## Available data:
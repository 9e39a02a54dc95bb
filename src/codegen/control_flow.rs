// MiniC - Semantic analysis and three-address code generation for a small C-like language
// Copyright (C) 2026  Marcel Joachim Kloubert <marcel@kloubert.dev>
//
// This program is free software: you can redistribute it and/or modify
// it under the terms of the GNU Affero General Public License as published by
// the Free Software Foundation, either version 3 of the License, or
// (at your option) any later version.
//
// This program is distributed in the hope that it will be useful,
// but WITHOUT ANY WARRANTY; without even the implied warranty of
// MERCHANTABILITY or FITNESS FOR A PARTICULAR PURPOSE.  See the
// GNU Affero General Public License for more details.
//
// You should have received a copy of the GNU Affero General Public License
// along with this program.  If not, see <https://www.gnu.org/licenses/>.

//! Statement and control flow code generation.
//!
//! Conditionals and loops are linearized with labels and gotos:
//! - if: condition, jump to the true or false arm, fall through to end
//! - while: condition re-evaluated at the top of every iteration
//! - for: init once, then the while structure with the update after
//!   the body
//!
//! Declarations lower to `//` comment lines; they allocate nothing.

use super::expressions::ExpressionEmitter;
use super::CodeGenerator;
use crate::ast::{
    Block, Declaration, Expr, ForStatement, FunctionDef, IfStatement, Program, Statement,
    TopLevelItem, WhileStatement,
};

/// Extension trait for statement and program code generation.
pub trait ControlFlowEmitter {
    /// Lower a whole program, item by item, in source order.
    fn generate_program(&mut self, program: &Program);

    /// Lower a function definition: signature comment, body, blank
    /// separator line.
    fn generate_function(&mut self, func: &FunctionDef);

    /// Lower every statement of a block in sequence.
    fn generate_block(&mut self, block: &Block);

    /// Lower a single statement.
    fn generate_statement(&mut self, stmt: &Statement);

    /// Lower an if statement.
    fn generate_if(&mut self, stmt: &IfStatement);

    /// Lower a while loop.
    fn generate_while(&mut self, stmt: &WhileStatement);

    /// Lower a for loop.
    fn generate_for(&mut self, stmt: &ForStatement);

    /// Lower a return statement.
    fn generate_return(&mut self, value: Option<&Expr>);

    /// Lower a declaration to its comment lines.
    fn generate_declaration(&mut self, decl: &Declaration);
}

impl ControlFlowEmitter for CodeGenerator {
    fn generate_program(&mut self, program: &Program) {
        for item in &program.items {
            match item {
                TopLevelItem::Function(func) => self.generate_function(func),
                TopLevelItem::Statement(stmt) => self.generate_statement(stmt),
            }
        }
    }

    fn generate_function(&mut self, func: &FunctionDef) {
        self.emit(&format!("// Function: {}", func.signature()));
        self.generate_block(&func.body);
        self.emit("");
    }

    fn generate_block(&mut self, block: &Block) {
        for stmt in &block.statements {
            self.generate_statement(stmt);
        }
    }

    fn generate_statement(&mut self, stmt: &Statement) {
        match stmt {
            Statement::Expression(expr) => {
                if let Some(expr) = expr {
                    self.generate_expression(expr);
                }
            }
            Statement::Block(block) => self.generate_block(block),
            Statement::If(stmt) => self.generate_if(stmt),
            Statement::While(stmt) => self.generate_while(stmt),
            Statement::For(stmt) => self.generate_for(stmt),
            Statement::Return(value) => self.generate_return(value.as_ref()),
            Statement::Decl(decl) => self.generate_declaration(decl),
        }
    }

    fn generate_if(&mut self, stmt: &IfStatement) {
        let true_label = self.make_label();
        let false_label = self.make_label();
        let end_label = self.make_label();

        let condition = self.generate_opt_expression(stmt.condition.as_ref());
        self.emit(&format!("if {} goto {}", condition, true_label));
        self.emit(&format!("goto {}", false_label));
        self.define_label(&true_label);
        if let Some(then_branch) = &stmt.then_branch {
            self.generate_statement(then_branch);
        }
        self.emit(&format!("goto {}", end_label));
        // The false arm is laid out even without an else branch.
        self.define_label(&false_label);
        if let Some(else_branch) = &stmt.else_branch {
            self.generate_statement(else_branch);
        }
        self.define_label(&end_label);
    }

    fn generate_while(&mut self, stmt: &WhileStatement) {
        let begin_label = self.make_label();
        let body_label = self.make_label();
        let end_label = self.make_label();

        self.define_label(&begin_label);
        let condition = self.generate_opt_expression(stmt.condition.as_ref());
        self.emit(&format!("if {} goto {}", condition, body_label));
        self.emit(&format!("goto {}", end_label));
        self.define_label(&body_label);
        if let Some(body) = &stmt.body {
            self.generate_statement(body);
        }
        self.emit(&format!("goto {}", begin_label));
        self.define_label(&end_label);
    }

    fn generate_for(&mut self, stmt: &ForStatement) {
        if let Some(init) = &stmt.init {
            self.generate_expression(init);
        }
        let begin_label = self.make_label();
        let body_label = self.make_label();
        let end_label = self.make_label();

        self.define_label(&begin_label);
        let condition = self.generate_opt_expression(stmt.condition.as_ref());
        self.emit(&format!("if {} goto {}", condition, body_label));
        self.emit(&format!("goto {}", end_label));
        self.define_label(&body_label);
        if let Some(body) = &stmt.body {
            self.generate_statement(body);
        }
        if let Some(update) = &stmt.update {
            self.generate_expression(update);
        }
        self.emit(&format!("goto {}", begin_label));
        self.define_label(&end_label);
    }

    fn generate_return(&mut self, value: Option<&Expr>) {
        let value_temp = self.generate_opt_expression(value);
        if value_temp.is_empty() {
            self.emit("return");
        } else {
            self.emit(&format!("return {}", value_temp));
        }
    }

    fn generate_declaration(&mut self, decl: &Declaration) {
        for var in &decl.vars {
            match var.array_size {
                Some(size) => self.emit(&format!(
                    "// Declaration: {} {}[{}]",
                    decl.data_type, var.name, size
                )),
                None => self.emit(&format!("// Declaration: {} {}", decl.data_type, var.name)),
            }
        }
    }
}

#[cfg(test)]
mod tests {
    use super::*;
    use crate::ast::{Declarator, VarRef};

    fn lower(stmt: &Statement) -> String {
        let mut generator = CodeGenerator::new();
        generator.generate_statement(stmt);
        generator.into_output()
    }

    fn assign(name: &str, value: &str) -> Statement {
        Statement::expression(Expr::assign(
            VarRef::scalar(name, "int"),
            Expr::constant(value),
        ))
    }

    #[test]
    fn test_if_without_else_still_lays_out_the_false_arm() {
        let stmt = Statement::if_then(Expr::variable("flag", "int"), assign("x", "1"));
        let code = lower(&stmt);
        assert_eq!(
            code,
            "t0 = flag\n\
             if t0 goto L0\n\
             goto L1\n\
             L0:\n\
             t1 = 1\n\
             x = t1\n\
             goto L2\n\
             L1:\n\
             L2:\n"
        );
    }

    #[test]
    fn test_if_with_else() {
        let stmt = Statement::if_then_else(
            Expr::variable("flag", "int"),
            assign("x", "1"),
            assign("x", "2"),
        );
        let code = lower(&stmt);
        assert_eq!(
            code,
            "t0 = flag\n\
             if t0 goto L0\n\
             goto L1\n\
             L0:\n\
             t1 = 1\n\
             x = t1\n\
             goto L2\n\
             L1:\n\
             t2 = 2\n\
             x = t2\n\
             L2:\n"
        );
    }

    #[test]
    fn test_while_reevaluates_the_condition_each_iteration() {
        let stmt = Statement::while_loop(Expr::variable("run", "int"), assign("x", "1"));
        let code = lower(&stmt);
        // The condition load sits after L0, inside the loop.
        assert_eq!(
            code,
            "L0:\n\
             t0 = run\n\
             if t0 goto L1\n\
             goto L2\n\
             L1:\n\
             t1 = 1\n\
             x = t1\n\
             goto L0\n\
             L2:\n"
        );
    }

    #[test]
    fn test_for_runs_init_once_and_update_after_the_body() {
        let stmt = Statement::for_loop(
            Some(Expr::assign(VarRef::scalar("i", "int"), Expr::constant("0"))),
            Some(Expr::binary(
                "<",
                Expr::variable("i", "int"),
                Expr::constant("10"),
            )),
            Some(Expr::assign(
                VarRef::scalar("i", "int"),
                Expr::binary("+", Expr::variable("i", "int"), Expr::constant("1")),
            )),
            assign("x", "5"),
        );
        let code = lower(&stmt);
        // The update's read of `i` reuses the temporary cached by the
        // condition's load.
        assert_eq!(
            code,
            "t0 = 0\n\
             i = t0\n\
             L0:\n\
             t1 = i\n\
             t2 = 10\n\
             t3 = t1 < t2\n\
             if t3 goto L1\n\
             goto L2\n\
             L1:\n\
             t4 = 5\n\
             x = t4\n\
             t5 = 1\n\
             t6 = t1 + t5\n\
             i = t6\n\
             goto L0\n\
             L2:\n"
        );
    }

    #[test]
    fn test_for_with_empty_header() {
        let stmt = Statement::for_loop(None, None, None, Statement::empty());
        let code = lower(&stmt);
        assert_eq!(
            code,
            "L0:\n\
             if  goto L1\n\
             goto L2\n\
             L1:\n\
             goto L0\n\
             L2:\n"
        );
    }

    #[test]
    fn test_return_with_value() {
        let code = lower(&Statement::return_value(Expr::variable("x", "int")));
        assert_eq!(code, "t0 = x\nreturn t0\n");
    }

    #[test]
    fn test_bare_return_has_no_operand() {
        let code = lower(&Statement::return_void());
        assert_eq!(code, "return\n");
    }

    #[test]
    fn test_declaration_comments() {
        let stmt = Statement::decl(
            "int",
            vec![Declarator::scalar("x"), Declarator::array("arr", 5)],
        );
        let code = lower(&stmt);
        assert_eq!(
            code,
            "// Declaration: int x\n// Declaration: int arr[5]\n"
        );
    }

    #[test]
    fn test_empty_statement_emits_nothing() {
        assert_eq!(lower(&Statement::empty()), "");
    }

    #[test]
    fn test_function_emits_signature_body_and_separator() {
        let mut func = FunctionDef::new("int", "inc");
        func.add_param("int", "n");
        func.set_body(Block::with_statements(vec![Statement::return_value(
            Expr::binary("+", Expr::variable("n", "int"), Expr::constant("1")),
        )]));

        let mut generator = CodeGenerator::new();
        generator.generate_function(&func);
        assert_eq!(
            generator.output(),
            "// Function: int inc(int n)\n\
             t0 = n\n\
             t1 = 1\n\
             t2 = t0 + t1\n\
             return t2\n\
             \n"
        );
    }

    #[test]
    fn test_nested_blocks_share_the_generator_state() {
        let inner = Block::with_statements(vec![assign("x", "1")]);
        let outer = Statement::block(Block::with_statements(vec![
            Statement::block(inner),
            assign("y", "2"),
        ]));
        let code = lower(&outer);
        assert_eq!(code, "t0 = 1\nx = t0\nt1 = 2\ny = t1\n");
    }

    #[test]
    fn test_labels_nest_without_collision() {
        let inner_if = Statement::if_then(Expr::variable("b", "int"), assign("x", "1"));
        let outer = Statement::while_loop(Expr::variable("a", "int"), inner_if);
        let code = lower(&outer);
        assert_eq!(
            code,
            "L0:\n\
             t0 = a\n\
             if t0 goto L1\n\
             goto L2\n\
             L1:\n\
             t1 = b\n\
             if t1 goto L3\n\
             goto L4\n\
             L3:\n\
             t2 = 1\n\
             x = t2\n\
             goto L5\n\
             L4:\n\
             L5:\n\
             goto L0\n\
             L2:\n"
        );
    }
}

## Problem to solve:
Bring together all lines in the records where the word "generation" is found.

## Your solution:
// MiniC - Semantic analysis and three-address code generation for a small C-like language
//! Statement and control flow code generation.
/// Extension trait for statement and program code generation.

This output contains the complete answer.